International Holocaust Remembrance Day
January 26, 2025
Holocaust Museum Los Angeles
Liberation after Liberation

Good afternoon, everyone. I’m Dr. Paul Schneider and I am very proud to welcome you to the 2025 International Holocaust Remembrance Day commemoration at Holocaust Museum LA on behalf of the 2G group to which I belong, the Shoah Legacy Writers. Today we remember the event of the liberation of Auschwitz on January 27, 1945 by the 60th Soviet Army. And by extension, we remember the greater liberation of the surviving remnant of approximately 250,000 Jewish souls, the She’arith ha-pletah, after the defeat of Nazism.

Let me begin with words of Gratitude to those who have made today happen. First, I would like to recognize Michele Gold, the founder of Shoah Legacy Writers, for her fearless leadership on our behalf and her vision for bringing our voices out into the open. Next I would like to thank Eli Eldan for all he has done in leading our group at this time and for his heartfelt dedication to teaching about the Shoah at HMLA. Last I would like to heartily thank Michael Morgenstern, Jen Maxcy and the staff of HMLA who have hosted our work, supported us and allowed us to be here today. We are more than grateful.

In the description of today’s event, we wrote, “80 years after the end of the Shoah, the descendants of survivors address liberation and its subsequent impact on their families’ lives. The act of liberation was only the very beginning of a long process by which survivors began to reclaim their autonomy and reintegrate into society. Sometimes painfully, survivors made their way to new lands, reestablished goals for moving forward, and found love again. Out of intense desire to rebuild families and thereby claim some semblance of meaning in their new lives, the second generation was born. Perhaps no two generations in the Jewish people’s history were ever as tightly bound to one another as those of the survivors and their children. Those children, today, remember their parents’ liberation and its lasting meaning.”

It may be worth considering this last idea just a little deeper as Jewish thought takes the idea of “L’dor va-dor” to be central to our tradition. We are repeatedly reminded in Jewish literature to pass memory, tradition, the love of God, the love of the Land of Israel and torah from generation to generation.
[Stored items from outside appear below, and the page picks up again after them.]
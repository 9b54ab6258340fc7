//! HTTP adapters for the external collaborators.
//!
//! Status mapping (shared by all three):
//!
//! | Response | CollaboratorError |
//! |---|---|
//! | 2xx | none |
//! | 429, 5xx | `Transient` |
//! | other 4xx | `Validation` |
//! | connect error / timeout | `Transient` |
//! | undecodable body | `Validation` |
//!
//! Constructors fail if the underlying client cannot be built, so a configured
//! request timeout is never silently dropped.

use std::time::Duration;

use reqwest::{Client, StatusCode};
use serde::{Deserialize, Serialize};
use serde::de::DeserializeOwned;
use tracing::debug;

use batchflow_core::{ExternalJobId, OutputRef, Parameter, RecordBatchRef, RecordId};
use batchflow_workflow::CollaboratorError;

use super::{CommitAck, InferenceService, RecordBatch, RecordQuery, ResultWriter};

const DEFAULT_REQUEST_TIMEOUT: Duration = Duration::from_secs(60);

/// Classify a non-success status. `None` for 2xx.
pub fn classify_status(status: StatusCode, body: &str) -> Option<CollaboratorError> {
    if status.is_success() {
        return None;
    }
    let msg = if body.is_empty() {
        format!("status {}", status.as_u16())
    } else {
        format!("status {}: {}", status.as_u16(), body)
    };
    if status == StatusCode::TOO_MANY_REQUESTS || status.is_server_error() {
        Some(CollaboratorError::Transient(msg))
    } else {
        Some(CollaboratorError::Validation(msg))
    }
}

fn map_reqwest_error(err: reqwest::Error) -> CollaboratorError {
    if err.is_decode() {
        CollaboratorError::validation(format!("malformed response: {err}"))
    } else {
        CollaboratorError::transient(err.to_string())
    }
}

fn build_client(timeout: Duration) -> Result<Client, reqwest::Error> {
    Client::builder().timeout(timeout).build()
}

#[derive(Debug, Clone)]
struct Endpoint {
    client: Client,
    base_url: String,
}

impl Endpoint {
    fn new(base_url: impl Into<String>, timeout: Duration) -> Result<Self, reqwest::Error> {
        Ok(Self {
            client: build_client(timeout)?,
            base_url: base_url.into().trim_end_matches('/').to_string(),
        })
    }

    async fn post<B, R>(&self, path: &str, body: &B) -> Result<R, CollaboratorError>
    where
        B: Serialize + ?Sized,
        R: DeserializeOwned,
    {
        let url = format!("{}{}", self.base_url, path);
        let response = self
            .client
            .post(&url)
            .json(body)
            .send()
            .await
            .map_err(map_reqwest_error)?;

        let status = response.status();
        debug!(url = %url, status = status.as_u16(), "collaborator responded");
        if !status.is_success() {
            let text = response.text().await.unwrap_or_default();
            return Err(classify_status(status, &text)
                .unwrap_or_else(|| CollaboratorError::validation("unexpected status")));
        }

        response.json::<R>().await.map_err(map_reqwest_error)
    }
}

#[derive(Serialize)]
struct QueryRequest<'a> {
    parameter: &'a str,
}

#[derive(Deserialize)]
struct QueryResponse {
    #[serde(default)]
    record_ids: Vec<String>,
    batch_ref: Option<String>,
}

/// `POST {base}/query {parameter}` → `{record_ids, batch_ref}`.
#[derive(Debug, Clone)]
pub struct HttpRecordQuery {
    endpoint: Endpoint,
}

impl HttpRecordQuery {
    pub fn new(base_url: impl Into<String>) -> Result<Self, reqwest::Error> {
        Self::with_timeout(base_url, DEFAULT_REQUEST_TIMEOUT)
    }

    pub fn with_timeout(base_url: impl Into<String>, timeout: Duration) -> Result<Self, reqwest::Error> {
        Ok(Self {
            endpoint: Endpoint::new(base_url, timeout)?,
        })
    }
}

#[async_trait::async_trait]
impl RecordQuery for HttpRecordQuery {
    async fn query_unprocessed(
        &self,
        parameter: &Parameter,
    ) -> Result<RecordBatch, CollaboratorError> {
        let resp: QueryResponse = self
            .endpoint
            .post(
                "/query",
                &QueryRequest {
                    parameter: parameter.as_str(),
                },
            )
            .await?;

        let record_ids = resp
            .record_ids
            .into_iter()
            .map(RecordId::new)
            .collect::<Result<Vec<_>, _>>()
            .map_err(|e| CollaboratorError::validation(e.to_string()))?;
        let batch_ref = resp
            .batch_ref
            .map(RecordBatchRef::new)
            .transpose()
            .map_err(|e| CollaboratorError::validation(e.to_string()))?;

        Ok(RecordBatch {
            record_ids,
            batch_ref,
        })
    }
}

#[derive(Serialize)]
struct SubmitRequest<'a> {
    parameter: &'a str,
    batch_ref: &'a str,
}

#[derive(Deserialize)]
struct SubmitResponse {
    job_id: String,
}

/// `POST {base}/jobs {parameter, batch_ref}` → `{job_id}`.
#[derive(Debug, Clone)]
pub struct HttpInferenceService {
    endpoint: Endpoint,
}

impl HttpInferenceService {
    pub fn new(base_url: impl Into<String>) -> Result<Self, reqwest::Error> {
        Self::with_timeout(base_url, DEFAULT_REQUEST_TIMEOUT)
    }

    pub fn with_timeout(base_url: impl Into<String>, timeout: Duration) -> Result<Self, reqwest::Error> {
        Ok(Self {
            endpoint: Endpoint::new(base_url, timeout)?,
        })
    }
}

#[async_trait::async_trait]
impl InferenceService for HttpInferenceService {
    async fn submit(
        &self,
        parameter: &Parameter,
        batch_ref: &RecordBatchRef,
    ) -> Result<ExternalJobId, CollaboratorError> {
        let resp: SubmitResponse = self
            .endpoint
            .post(
                "/jobs",
                &SubmitRequest {
                    parameter: parameter.as_str(),
                    batch_ref: batch_ref.location(),
                },
            )
            .await?;
        ExternalJobId::new(resp.job_id).map_err(|e| CollaboratorError::validation(e.to_string()))
    }
}

#[derive(Serialize)]
struct CommitRequest<'a> {
    output_ref: &'a str,
}

/// `POST {base}/commit {output_ref}` → `{records_written}`.
#[derive(Debug, Clone)]
pub struct HttpResultWriter {
    endpoint: Endpoint,
}

impl HttpResultWriter {
    pub fn new(base_url: impl Into<String>) -> Result<Self, reqwest::Error> {
        Self::with_timeout(base_url, DEFAULT_REQUEST_TIMEOUT)
    }

    pub fn with_timeout(base_url: impl Into<String>, timeout: Duration) -> Result<Self, reqwest::Error> {
        Ok(Self {
            endpoint: Endpoint::new(base_url, timeout)?,
        })
    }
}

#[async_trait::async_trait]
impl ResultWriter for HttpResultWriter {
    async fn commit(&self, output_ref: &OutputRef) -> Result<CommitAck, CollaboratorError> {
        self.endpoint
            .post(
                "/commit",
                &CommitRequest {
                    output_ref: output_ref.location(),
                },
            )
            .await
    }
}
And to our people’s credit, it is amazing the extent to which it has been successful at doing this over the millennia. But witness the critical power of this concept at the most profound punctuation points in our timeline. Indeed, at the most important times, it was not just what was passed from generation to generation, but what was created anew at the hour of need.

When the Romans destroyed the Second Temple on the ninth of Av, AD 70, generation after generation of those practicing sacrifices, the Korbanot, came to a close and a new generation offering prayer in its place was born. They elevated that new idea to great levels of piety and learning in the years to come, ensuring the survival of our people. When the Jews of Spain went through the trauma of exile in 1492, an entirely new generation who knew Spain only as an idea of the Golden age it represented, was born. They elevated that idea to the great flowering of Sephardic culture and learning across the Mediterranean world in the years to come, that indeed still flourishes. Similarly, we members of the second generation after the Shoah were born among the ashes and the pain of the killing of one third of our people. We have inherited a heavy mantle to bear from our parents, for many of us can never put it down. What will our generation create anew in this time of need?

All of us speaking today are here to honor the memory of our parents’ and of what they went through. My own mother, Rosa Filler, later Schneider – what would she have thought of this day of remembering Liberation? Her liberation was the termination of her time in Soviet exile from home in southeastern Poland. Done were her childhood days of starvation, of freezing in Siberia, of wandering incessantly on the Soviet freight trains to outrun the Nazis. I think she would have difficulty imagining such a thing as today, as I think liberation for her represented moving to a time beyond suffering, beyond remembering the hate and reexperiencing it. My mom would not have wanted me to be here today or to have to talk about such things. Mom, I’m sorry! I tried for many years, but I could not hold it back anymore.

The late Chief Rabbi of the United Kingdom, Lord Jonathan Sacks, remarked that much as the Ninth of Av resonated throughout Jewish History, the Tenth of Av, was really the day that we should remember, for on that day we began to rebuild ourselves as a people. In discussing Liberation After Liberation, we examine the effects of liberation on that day, on that day +1, and on that day + 80 years – today.